## Try it
Records follow. Copy every line with "backup".

## Data to examine
-=-=-

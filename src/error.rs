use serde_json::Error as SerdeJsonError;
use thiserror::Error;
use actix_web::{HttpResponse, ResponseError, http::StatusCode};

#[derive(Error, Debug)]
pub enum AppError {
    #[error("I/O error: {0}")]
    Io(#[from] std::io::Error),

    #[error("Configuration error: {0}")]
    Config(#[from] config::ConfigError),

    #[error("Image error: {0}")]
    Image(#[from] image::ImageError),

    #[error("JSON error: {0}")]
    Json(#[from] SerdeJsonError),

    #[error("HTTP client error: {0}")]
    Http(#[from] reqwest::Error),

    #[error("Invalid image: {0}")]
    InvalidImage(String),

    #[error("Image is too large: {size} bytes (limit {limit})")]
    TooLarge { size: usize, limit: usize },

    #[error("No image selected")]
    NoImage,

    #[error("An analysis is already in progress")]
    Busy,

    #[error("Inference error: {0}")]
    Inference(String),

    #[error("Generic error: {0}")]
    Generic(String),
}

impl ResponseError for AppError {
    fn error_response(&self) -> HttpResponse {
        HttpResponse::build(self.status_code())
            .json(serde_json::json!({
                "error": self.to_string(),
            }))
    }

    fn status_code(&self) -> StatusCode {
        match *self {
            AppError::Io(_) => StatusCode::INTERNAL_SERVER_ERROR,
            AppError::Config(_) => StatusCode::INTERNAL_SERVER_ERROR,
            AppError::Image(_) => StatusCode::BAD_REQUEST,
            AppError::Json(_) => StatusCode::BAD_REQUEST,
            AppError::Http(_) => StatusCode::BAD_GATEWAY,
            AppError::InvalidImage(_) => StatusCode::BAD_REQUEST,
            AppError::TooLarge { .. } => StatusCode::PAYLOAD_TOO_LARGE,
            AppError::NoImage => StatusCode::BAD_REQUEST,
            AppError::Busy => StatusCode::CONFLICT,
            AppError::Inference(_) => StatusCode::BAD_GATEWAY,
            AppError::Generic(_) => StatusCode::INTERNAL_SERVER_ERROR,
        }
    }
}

-=-=-

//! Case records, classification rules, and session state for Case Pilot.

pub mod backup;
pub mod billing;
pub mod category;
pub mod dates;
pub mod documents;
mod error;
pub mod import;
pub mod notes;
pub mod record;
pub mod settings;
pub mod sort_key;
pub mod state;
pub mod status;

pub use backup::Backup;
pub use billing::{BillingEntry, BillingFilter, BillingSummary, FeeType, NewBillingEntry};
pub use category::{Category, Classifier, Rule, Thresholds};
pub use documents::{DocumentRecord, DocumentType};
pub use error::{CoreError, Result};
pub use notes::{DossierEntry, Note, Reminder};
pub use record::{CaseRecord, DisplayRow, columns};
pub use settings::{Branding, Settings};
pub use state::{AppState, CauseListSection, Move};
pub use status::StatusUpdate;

-=-=-

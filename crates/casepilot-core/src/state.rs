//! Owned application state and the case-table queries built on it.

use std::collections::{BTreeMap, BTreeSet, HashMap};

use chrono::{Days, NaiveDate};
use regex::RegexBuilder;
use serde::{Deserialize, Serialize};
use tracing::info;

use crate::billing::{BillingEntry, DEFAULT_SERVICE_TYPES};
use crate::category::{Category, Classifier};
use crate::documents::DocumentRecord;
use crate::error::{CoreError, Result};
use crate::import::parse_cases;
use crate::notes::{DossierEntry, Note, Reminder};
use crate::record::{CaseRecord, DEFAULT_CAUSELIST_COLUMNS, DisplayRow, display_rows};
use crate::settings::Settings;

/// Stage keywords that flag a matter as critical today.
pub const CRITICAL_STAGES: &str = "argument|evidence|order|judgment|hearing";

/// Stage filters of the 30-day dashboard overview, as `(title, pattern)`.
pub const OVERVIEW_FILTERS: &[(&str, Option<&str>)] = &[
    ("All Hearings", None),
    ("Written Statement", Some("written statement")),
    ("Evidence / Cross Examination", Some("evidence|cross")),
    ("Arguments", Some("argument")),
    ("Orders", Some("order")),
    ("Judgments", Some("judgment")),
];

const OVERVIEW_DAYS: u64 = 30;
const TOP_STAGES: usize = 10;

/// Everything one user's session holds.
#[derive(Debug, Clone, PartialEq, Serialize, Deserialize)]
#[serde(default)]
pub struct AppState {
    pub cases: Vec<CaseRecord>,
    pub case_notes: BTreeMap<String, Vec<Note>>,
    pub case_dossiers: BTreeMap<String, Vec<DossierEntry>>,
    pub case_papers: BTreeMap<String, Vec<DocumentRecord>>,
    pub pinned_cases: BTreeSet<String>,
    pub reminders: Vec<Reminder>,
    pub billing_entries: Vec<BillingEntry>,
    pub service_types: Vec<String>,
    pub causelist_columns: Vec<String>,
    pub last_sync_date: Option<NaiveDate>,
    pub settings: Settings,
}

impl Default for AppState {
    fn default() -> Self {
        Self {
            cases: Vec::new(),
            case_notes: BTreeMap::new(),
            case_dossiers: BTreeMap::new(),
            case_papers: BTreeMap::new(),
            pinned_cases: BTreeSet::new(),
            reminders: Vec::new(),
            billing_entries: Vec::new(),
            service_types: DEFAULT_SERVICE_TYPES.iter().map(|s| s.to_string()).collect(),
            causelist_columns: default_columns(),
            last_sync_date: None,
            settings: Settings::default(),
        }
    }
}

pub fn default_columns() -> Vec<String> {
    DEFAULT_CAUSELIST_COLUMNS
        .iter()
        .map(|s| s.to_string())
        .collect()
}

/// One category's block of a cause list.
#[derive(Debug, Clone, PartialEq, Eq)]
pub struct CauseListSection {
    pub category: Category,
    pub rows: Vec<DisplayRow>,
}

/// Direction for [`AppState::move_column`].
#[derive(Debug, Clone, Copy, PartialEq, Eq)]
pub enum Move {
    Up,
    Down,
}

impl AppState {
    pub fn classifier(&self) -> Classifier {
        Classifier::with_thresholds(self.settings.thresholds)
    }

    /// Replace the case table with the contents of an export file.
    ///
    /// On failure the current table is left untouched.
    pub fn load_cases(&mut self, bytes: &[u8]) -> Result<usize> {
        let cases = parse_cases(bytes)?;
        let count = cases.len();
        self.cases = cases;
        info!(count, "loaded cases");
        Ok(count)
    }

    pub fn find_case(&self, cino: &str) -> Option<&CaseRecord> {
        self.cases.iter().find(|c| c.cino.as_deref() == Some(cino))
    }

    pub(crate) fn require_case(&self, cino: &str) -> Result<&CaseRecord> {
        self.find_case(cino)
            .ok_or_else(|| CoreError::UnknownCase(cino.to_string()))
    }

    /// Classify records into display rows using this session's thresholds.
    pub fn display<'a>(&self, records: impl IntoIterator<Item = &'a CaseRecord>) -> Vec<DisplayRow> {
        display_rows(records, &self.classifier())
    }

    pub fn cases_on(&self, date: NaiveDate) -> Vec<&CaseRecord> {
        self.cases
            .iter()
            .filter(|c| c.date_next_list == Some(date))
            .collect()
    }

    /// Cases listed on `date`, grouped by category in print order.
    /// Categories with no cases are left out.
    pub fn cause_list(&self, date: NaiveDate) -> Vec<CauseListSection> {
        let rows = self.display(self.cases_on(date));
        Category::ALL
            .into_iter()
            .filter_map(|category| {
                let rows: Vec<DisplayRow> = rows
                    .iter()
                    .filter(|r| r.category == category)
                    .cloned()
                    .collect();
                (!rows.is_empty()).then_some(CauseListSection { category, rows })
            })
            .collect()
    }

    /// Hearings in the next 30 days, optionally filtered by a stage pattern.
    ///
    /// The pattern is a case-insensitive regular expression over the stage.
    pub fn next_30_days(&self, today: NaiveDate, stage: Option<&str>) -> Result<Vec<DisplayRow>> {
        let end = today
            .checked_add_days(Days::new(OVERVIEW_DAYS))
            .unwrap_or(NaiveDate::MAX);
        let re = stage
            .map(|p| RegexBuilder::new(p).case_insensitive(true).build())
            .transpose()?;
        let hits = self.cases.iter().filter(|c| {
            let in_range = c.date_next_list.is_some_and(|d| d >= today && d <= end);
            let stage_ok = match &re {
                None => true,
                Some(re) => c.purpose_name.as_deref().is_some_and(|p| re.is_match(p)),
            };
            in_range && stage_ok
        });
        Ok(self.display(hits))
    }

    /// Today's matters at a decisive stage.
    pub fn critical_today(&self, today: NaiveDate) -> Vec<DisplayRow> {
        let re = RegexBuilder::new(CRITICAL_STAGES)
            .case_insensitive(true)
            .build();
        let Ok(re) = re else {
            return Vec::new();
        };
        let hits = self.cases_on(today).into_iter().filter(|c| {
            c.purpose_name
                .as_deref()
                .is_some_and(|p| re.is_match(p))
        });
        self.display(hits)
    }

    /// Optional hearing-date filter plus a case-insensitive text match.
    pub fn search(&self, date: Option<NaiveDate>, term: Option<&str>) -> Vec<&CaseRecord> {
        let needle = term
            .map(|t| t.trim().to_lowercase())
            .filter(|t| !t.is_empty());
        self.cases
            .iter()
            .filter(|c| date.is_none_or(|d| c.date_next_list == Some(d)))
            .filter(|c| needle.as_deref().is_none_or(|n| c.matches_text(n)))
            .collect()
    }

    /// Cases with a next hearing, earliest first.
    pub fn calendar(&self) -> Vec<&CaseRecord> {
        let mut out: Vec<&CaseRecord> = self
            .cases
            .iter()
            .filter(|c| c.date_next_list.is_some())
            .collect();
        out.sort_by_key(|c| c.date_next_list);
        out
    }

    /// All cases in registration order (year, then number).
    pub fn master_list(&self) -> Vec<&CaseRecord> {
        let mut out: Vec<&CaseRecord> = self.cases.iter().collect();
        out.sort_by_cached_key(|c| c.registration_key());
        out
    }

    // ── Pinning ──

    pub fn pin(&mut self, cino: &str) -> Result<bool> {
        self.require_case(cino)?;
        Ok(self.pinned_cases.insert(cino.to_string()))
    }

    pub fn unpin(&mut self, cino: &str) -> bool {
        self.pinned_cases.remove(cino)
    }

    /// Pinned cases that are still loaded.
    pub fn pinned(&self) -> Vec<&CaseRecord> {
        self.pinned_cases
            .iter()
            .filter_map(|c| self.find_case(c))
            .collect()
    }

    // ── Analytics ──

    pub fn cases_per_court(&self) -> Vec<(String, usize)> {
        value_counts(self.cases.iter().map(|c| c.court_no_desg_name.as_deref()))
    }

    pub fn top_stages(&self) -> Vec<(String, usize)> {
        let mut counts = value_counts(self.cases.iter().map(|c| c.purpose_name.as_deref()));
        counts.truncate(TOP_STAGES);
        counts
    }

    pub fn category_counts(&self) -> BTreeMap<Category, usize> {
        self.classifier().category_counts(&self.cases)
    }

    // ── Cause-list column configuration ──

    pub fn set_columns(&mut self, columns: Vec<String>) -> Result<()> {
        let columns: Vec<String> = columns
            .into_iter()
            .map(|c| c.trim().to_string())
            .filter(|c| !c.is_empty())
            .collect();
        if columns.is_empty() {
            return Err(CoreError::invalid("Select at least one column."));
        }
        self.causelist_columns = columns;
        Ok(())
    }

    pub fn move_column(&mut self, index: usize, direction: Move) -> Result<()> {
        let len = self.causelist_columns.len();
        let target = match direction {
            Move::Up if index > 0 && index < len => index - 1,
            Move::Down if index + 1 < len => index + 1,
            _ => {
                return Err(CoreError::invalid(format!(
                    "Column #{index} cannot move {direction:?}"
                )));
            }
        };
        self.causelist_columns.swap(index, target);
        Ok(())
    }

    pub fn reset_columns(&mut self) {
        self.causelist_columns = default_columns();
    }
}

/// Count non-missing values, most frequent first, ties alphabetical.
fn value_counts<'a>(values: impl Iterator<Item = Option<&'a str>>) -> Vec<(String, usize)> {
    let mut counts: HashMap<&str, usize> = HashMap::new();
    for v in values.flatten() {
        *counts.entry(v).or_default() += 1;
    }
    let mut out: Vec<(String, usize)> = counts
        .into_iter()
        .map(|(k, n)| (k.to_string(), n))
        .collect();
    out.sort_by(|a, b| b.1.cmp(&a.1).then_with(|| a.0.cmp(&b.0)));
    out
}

-=-=-

## Finished task
pub mod backup;
pub use backup::Backup;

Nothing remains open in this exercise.